▶ WHAT THIS TASK INVOLVES: Could you write out the opening lines of the data, word for word, stopping after the line that contains "these once, validates"?

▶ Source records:
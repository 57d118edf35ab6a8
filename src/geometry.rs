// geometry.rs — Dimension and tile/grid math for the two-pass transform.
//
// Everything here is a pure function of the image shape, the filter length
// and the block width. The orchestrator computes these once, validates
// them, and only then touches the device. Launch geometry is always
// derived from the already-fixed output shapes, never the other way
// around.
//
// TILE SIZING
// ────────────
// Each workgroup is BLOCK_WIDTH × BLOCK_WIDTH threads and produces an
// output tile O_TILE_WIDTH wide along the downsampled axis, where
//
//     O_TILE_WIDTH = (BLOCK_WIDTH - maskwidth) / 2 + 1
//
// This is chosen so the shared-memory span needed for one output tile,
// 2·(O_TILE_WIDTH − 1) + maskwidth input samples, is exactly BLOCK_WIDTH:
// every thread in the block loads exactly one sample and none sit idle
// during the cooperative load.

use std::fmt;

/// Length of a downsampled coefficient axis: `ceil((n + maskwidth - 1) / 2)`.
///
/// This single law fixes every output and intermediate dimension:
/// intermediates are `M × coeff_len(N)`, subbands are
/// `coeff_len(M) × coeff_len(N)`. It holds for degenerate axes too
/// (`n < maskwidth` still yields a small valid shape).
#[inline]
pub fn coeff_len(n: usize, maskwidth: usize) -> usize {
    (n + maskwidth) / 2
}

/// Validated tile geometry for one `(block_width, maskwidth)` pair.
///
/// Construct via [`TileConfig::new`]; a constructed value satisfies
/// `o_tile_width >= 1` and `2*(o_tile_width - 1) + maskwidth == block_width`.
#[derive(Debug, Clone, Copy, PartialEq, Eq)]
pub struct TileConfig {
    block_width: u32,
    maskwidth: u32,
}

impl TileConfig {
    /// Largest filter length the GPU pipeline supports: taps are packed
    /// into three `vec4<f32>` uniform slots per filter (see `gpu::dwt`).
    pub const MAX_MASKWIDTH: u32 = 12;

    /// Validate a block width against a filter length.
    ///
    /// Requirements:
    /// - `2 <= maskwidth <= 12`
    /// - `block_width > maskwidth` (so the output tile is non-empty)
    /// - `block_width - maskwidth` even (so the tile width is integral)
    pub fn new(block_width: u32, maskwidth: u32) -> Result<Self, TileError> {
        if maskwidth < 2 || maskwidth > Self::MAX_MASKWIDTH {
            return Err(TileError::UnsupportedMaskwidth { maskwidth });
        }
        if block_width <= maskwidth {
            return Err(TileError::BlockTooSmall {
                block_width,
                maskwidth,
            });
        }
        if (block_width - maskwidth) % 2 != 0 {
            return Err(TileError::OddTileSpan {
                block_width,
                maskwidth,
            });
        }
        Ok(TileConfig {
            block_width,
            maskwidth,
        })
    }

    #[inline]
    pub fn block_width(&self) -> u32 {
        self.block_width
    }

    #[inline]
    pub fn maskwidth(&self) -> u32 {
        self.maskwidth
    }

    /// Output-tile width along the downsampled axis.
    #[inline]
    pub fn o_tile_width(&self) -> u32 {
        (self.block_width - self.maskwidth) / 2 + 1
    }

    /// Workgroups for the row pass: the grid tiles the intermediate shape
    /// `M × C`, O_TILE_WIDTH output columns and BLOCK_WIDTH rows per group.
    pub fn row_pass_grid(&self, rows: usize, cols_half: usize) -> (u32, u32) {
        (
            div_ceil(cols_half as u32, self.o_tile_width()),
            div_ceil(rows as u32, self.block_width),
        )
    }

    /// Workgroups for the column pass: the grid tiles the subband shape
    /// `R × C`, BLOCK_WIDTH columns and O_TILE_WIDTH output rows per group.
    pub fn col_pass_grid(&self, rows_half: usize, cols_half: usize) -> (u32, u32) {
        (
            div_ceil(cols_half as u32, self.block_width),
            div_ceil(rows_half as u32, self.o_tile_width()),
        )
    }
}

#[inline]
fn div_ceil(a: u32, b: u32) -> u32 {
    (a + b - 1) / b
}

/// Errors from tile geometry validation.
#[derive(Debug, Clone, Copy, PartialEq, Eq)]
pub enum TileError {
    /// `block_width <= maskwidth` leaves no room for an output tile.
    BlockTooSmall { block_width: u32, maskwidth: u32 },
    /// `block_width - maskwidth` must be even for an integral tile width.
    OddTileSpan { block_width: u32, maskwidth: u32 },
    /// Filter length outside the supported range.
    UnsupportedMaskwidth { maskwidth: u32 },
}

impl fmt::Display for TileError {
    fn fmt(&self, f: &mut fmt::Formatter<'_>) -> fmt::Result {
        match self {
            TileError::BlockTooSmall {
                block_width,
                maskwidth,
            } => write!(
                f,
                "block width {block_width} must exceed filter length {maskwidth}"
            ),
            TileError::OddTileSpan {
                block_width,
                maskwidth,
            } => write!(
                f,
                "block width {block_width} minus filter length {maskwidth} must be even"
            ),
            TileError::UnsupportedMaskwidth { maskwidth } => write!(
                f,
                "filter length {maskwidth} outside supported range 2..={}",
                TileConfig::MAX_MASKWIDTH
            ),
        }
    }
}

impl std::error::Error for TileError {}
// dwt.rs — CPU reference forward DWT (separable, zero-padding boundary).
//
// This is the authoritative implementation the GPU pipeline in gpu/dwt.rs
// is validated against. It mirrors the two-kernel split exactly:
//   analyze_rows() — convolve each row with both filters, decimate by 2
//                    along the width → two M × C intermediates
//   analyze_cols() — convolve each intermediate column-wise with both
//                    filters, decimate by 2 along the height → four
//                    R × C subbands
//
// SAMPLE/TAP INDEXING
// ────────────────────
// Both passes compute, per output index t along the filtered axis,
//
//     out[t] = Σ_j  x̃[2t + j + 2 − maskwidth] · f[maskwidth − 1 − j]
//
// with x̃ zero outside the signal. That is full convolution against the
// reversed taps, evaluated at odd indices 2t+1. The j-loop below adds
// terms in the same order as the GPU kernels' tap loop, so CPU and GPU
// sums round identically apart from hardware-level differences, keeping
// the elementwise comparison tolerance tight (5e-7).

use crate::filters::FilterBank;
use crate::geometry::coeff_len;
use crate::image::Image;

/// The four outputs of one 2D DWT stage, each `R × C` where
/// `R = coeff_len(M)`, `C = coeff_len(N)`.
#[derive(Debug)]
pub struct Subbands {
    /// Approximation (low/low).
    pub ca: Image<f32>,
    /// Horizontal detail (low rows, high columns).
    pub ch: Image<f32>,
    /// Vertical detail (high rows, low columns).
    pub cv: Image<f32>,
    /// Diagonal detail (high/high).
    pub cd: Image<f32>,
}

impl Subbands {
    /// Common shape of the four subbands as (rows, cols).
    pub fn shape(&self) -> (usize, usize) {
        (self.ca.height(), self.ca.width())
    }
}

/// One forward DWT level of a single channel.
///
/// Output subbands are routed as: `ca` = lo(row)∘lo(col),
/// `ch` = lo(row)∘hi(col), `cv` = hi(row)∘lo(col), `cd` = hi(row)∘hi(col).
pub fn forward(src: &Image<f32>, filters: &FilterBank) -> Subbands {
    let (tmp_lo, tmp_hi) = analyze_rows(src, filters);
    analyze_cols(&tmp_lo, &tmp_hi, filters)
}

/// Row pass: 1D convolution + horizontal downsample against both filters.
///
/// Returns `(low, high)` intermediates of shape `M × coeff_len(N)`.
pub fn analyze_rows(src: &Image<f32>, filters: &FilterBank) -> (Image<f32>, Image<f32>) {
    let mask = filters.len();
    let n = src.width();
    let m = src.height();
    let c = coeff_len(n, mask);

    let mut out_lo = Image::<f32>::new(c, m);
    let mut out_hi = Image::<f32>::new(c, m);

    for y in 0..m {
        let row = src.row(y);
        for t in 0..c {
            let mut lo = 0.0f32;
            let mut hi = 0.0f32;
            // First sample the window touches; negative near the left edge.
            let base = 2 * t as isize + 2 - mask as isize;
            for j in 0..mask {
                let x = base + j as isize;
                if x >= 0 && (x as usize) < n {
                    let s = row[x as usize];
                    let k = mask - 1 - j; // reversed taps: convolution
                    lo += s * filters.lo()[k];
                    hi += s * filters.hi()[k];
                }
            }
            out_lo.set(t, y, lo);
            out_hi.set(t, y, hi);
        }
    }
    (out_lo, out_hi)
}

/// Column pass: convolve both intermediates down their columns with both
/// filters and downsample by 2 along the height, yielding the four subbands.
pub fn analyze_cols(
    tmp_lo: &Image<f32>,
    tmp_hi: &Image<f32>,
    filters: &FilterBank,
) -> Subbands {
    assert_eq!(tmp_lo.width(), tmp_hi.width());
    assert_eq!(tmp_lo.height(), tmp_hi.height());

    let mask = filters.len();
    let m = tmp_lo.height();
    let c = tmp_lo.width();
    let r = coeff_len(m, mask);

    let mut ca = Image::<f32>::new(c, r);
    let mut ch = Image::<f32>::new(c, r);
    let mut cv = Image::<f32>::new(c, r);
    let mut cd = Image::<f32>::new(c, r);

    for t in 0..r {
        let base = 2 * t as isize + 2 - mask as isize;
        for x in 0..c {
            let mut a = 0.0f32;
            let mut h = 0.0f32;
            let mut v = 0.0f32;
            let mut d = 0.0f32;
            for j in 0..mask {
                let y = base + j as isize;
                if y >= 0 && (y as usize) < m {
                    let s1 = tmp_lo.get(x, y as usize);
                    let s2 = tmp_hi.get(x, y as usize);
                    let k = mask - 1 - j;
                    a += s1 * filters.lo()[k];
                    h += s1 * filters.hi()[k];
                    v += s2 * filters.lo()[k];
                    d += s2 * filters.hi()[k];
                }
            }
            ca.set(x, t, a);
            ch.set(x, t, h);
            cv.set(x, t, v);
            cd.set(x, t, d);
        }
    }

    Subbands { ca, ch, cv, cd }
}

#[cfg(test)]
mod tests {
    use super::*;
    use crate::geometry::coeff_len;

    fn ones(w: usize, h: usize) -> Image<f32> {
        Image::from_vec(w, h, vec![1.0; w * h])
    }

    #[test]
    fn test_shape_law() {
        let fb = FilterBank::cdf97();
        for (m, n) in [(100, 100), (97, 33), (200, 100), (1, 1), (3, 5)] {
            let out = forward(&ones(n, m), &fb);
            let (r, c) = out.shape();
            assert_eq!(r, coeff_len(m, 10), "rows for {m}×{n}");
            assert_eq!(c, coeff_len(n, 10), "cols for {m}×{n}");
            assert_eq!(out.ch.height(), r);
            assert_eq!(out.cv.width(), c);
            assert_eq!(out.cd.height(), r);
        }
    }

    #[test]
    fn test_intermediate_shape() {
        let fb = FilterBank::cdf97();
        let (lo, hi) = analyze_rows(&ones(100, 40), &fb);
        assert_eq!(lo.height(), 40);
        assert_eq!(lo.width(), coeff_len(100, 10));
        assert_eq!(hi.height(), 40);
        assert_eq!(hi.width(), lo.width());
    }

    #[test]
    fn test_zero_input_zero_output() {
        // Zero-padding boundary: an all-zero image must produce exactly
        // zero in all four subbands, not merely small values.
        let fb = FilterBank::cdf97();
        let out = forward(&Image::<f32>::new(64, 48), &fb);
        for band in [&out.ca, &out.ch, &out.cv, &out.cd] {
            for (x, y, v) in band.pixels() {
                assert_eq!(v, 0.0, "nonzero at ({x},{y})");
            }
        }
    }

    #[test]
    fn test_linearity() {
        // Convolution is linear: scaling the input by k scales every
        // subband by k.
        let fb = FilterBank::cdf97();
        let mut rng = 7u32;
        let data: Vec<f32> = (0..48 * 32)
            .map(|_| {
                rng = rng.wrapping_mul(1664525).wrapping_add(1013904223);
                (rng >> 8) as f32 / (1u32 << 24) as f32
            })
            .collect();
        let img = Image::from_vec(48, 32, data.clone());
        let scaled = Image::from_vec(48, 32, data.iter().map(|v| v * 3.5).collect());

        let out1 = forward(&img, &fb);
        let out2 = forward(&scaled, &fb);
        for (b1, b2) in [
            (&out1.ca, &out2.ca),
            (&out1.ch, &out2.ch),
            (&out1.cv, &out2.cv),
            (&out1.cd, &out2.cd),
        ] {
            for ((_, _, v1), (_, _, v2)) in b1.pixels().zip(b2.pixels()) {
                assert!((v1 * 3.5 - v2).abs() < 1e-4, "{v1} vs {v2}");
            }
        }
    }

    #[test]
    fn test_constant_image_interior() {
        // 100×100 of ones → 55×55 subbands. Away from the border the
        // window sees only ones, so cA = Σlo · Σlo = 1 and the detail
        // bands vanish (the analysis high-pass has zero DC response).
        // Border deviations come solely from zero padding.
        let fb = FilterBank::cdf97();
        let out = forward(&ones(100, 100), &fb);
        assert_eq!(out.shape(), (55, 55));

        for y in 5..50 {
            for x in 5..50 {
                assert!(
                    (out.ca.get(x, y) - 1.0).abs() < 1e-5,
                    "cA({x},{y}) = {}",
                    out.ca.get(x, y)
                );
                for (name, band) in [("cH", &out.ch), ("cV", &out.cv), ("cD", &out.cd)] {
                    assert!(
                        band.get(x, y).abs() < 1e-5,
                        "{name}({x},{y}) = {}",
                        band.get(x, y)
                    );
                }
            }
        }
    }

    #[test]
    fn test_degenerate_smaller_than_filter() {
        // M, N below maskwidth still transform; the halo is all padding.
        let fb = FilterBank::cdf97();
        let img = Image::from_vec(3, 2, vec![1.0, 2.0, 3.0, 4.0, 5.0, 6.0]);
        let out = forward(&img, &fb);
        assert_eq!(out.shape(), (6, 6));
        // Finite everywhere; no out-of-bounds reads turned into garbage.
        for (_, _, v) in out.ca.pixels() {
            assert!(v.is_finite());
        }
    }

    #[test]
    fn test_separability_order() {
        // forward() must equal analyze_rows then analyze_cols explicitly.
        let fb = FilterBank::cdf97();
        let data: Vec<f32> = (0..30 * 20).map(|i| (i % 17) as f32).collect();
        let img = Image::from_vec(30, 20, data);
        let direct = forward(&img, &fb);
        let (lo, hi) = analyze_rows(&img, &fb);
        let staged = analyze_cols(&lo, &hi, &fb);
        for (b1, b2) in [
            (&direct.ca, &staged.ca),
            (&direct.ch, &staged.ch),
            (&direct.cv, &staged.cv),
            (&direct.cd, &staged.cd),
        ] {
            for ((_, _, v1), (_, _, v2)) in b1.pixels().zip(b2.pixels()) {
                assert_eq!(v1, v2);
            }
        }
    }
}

▶ ANSWER TO THIS PROBLEM:
repository 57d118edf35ab6a8
filename src/geometry.rs
// geometry.rs — Dimension and tile/grid math for the two-pass transform.
//
// Everything here is a pure function of the image shape, the filter length
// and the block width. The orchestrator computes these once, validates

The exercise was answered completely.